» WORK REQUIRED:
Determine how many lines in the records hold "pressed", then give that number by itself.

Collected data

■ ■ ■ ■ ■

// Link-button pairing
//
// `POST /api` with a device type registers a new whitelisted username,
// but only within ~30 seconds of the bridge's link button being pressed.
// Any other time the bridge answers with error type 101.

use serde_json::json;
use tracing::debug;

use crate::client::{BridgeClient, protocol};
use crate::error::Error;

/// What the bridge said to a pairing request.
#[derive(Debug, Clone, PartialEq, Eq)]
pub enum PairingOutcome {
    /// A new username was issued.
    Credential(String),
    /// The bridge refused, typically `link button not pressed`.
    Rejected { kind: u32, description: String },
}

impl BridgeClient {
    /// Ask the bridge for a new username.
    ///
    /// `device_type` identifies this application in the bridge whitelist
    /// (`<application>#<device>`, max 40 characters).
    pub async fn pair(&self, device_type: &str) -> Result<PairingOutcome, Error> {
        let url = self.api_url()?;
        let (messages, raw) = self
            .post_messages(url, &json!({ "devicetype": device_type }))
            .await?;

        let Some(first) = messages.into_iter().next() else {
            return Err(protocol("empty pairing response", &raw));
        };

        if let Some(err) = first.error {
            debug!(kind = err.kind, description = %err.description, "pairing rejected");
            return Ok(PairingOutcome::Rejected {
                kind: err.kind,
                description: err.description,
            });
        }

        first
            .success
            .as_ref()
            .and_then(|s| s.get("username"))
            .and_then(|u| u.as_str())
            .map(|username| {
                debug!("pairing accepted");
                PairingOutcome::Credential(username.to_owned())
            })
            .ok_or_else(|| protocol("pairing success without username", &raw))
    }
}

■ ■ ■ ■ ■

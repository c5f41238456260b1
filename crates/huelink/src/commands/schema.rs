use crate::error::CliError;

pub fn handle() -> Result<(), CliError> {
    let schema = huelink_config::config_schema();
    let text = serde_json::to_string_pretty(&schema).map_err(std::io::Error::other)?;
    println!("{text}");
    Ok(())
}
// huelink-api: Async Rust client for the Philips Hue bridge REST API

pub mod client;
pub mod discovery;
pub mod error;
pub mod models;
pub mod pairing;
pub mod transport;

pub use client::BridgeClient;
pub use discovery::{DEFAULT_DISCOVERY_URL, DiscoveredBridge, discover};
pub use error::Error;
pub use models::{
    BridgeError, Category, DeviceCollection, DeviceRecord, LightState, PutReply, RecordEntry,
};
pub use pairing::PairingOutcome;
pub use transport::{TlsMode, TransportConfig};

■ ■ ■ ■ ■

» THE ANSWER:
2